Task objective:
The answer must be a single number: how many lines in this listing hold the word "async".

Data provided:

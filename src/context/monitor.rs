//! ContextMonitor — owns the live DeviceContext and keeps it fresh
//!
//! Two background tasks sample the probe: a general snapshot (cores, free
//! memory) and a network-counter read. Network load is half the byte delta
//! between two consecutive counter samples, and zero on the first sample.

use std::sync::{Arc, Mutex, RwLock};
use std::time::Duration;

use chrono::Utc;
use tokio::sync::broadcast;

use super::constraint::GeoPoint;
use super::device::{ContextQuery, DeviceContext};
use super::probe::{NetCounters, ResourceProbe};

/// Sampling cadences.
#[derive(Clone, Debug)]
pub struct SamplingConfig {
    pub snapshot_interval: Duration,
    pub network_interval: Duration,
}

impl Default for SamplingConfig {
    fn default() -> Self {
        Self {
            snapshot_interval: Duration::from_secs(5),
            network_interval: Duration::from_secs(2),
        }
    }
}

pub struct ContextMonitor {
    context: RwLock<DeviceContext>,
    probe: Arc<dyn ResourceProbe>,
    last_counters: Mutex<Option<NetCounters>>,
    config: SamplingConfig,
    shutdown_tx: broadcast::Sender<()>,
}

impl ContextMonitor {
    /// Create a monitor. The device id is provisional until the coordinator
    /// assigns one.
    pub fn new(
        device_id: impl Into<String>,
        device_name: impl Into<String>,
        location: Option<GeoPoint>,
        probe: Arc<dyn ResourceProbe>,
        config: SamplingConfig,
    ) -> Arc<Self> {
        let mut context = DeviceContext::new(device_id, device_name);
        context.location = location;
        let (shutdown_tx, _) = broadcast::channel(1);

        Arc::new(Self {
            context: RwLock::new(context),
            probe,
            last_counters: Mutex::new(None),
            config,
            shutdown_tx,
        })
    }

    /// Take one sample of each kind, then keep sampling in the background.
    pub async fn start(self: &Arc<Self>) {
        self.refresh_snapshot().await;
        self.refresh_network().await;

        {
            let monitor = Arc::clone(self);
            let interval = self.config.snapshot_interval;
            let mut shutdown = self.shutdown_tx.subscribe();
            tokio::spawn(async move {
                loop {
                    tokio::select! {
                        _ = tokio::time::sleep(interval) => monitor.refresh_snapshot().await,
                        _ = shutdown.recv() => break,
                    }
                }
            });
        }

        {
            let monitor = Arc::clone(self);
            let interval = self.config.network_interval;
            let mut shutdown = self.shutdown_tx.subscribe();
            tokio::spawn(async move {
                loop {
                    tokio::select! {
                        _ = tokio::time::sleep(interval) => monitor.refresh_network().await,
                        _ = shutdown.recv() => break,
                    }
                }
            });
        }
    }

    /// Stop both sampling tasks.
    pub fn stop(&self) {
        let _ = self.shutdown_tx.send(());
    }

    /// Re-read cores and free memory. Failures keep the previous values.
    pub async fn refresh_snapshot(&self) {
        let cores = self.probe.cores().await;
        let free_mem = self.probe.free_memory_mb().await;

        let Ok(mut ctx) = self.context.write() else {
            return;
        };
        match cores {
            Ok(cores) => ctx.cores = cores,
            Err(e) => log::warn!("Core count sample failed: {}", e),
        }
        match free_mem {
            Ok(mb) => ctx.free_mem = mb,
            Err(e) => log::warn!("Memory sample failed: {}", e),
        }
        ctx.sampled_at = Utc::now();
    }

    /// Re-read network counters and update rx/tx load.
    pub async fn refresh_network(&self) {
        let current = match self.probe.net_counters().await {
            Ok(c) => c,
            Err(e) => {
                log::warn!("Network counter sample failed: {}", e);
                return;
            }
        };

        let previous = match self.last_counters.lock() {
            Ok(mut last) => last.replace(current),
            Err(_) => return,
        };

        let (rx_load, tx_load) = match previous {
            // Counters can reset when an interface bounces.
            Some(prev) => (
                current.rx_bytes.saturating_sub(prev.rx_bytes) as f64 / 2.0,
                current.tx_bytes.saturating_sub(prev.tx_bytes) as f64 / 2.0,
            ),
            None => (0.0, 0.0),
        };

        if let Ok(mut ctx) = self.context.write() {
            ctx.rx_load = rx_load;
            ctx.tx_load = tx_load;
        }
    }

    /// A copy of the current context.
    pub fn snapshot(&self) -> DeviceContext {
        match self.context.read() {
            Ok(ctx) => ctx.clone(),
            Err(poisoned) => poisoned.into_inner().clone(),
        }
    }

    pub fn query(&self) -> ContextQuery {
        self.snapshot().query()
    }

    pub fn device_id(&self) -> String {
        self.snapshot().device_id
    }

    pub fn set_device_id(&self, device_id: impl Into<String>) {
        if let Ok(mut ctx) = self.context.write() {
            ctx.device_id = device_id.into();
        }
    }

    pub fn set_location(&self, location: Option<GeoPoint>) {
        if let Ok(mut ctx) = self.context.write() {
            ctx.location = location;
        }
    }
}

...

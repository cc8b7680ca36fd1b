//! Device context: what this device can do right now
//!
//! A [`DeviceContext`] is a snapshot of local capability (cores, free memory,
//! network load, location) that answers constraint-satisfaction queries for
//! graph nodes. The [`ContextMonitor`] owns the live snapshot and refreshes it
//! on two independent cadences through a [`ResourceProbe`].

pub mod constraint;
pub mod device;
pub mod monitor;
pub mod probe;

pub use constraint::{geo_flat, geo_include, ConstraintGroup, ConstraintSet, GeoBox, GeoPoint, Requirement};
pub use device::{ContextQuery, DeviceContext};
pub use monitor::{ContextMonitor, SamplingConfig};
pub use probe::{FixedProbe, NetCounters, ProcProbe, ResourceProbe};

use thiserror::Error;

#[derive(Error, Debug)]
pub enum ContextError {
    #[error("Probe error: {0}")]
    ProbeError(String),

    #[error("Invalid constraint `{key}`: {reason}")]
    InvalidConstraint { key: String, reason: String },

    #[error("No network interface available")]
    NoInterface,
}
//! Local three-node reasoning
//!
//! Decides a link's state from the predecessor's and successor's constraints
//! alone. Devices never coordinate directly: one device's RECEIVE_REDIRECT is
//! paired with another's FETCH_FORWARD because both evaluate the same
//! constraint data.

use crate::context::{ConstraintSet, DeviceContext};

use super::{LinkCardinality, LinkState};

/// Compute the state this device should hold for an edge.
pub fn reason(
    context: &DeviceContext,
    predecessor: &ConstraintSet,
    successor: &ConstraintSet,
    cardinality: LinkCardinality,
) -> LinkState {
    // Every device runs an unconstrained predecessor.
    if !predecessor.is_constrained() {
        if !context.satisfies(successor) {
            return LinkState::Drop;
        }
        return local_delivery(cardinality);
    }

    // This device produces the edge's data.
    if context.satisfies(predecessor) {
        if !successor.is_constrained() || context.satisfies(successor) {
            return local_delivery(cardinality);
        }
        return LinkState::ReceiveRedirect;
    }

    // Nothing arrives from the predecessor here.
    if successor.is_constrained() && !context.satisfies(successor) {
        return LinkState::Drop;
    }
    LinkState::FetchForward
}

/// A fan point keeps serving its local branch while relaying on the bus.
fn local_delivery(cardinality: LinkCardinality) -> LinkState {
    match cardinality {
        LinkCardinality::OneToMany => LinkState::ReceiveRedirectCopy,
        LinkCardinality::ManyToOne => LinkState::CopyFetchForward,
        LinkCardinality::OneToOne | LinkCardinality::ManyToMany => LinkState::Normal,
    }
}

Answer to this problem:
5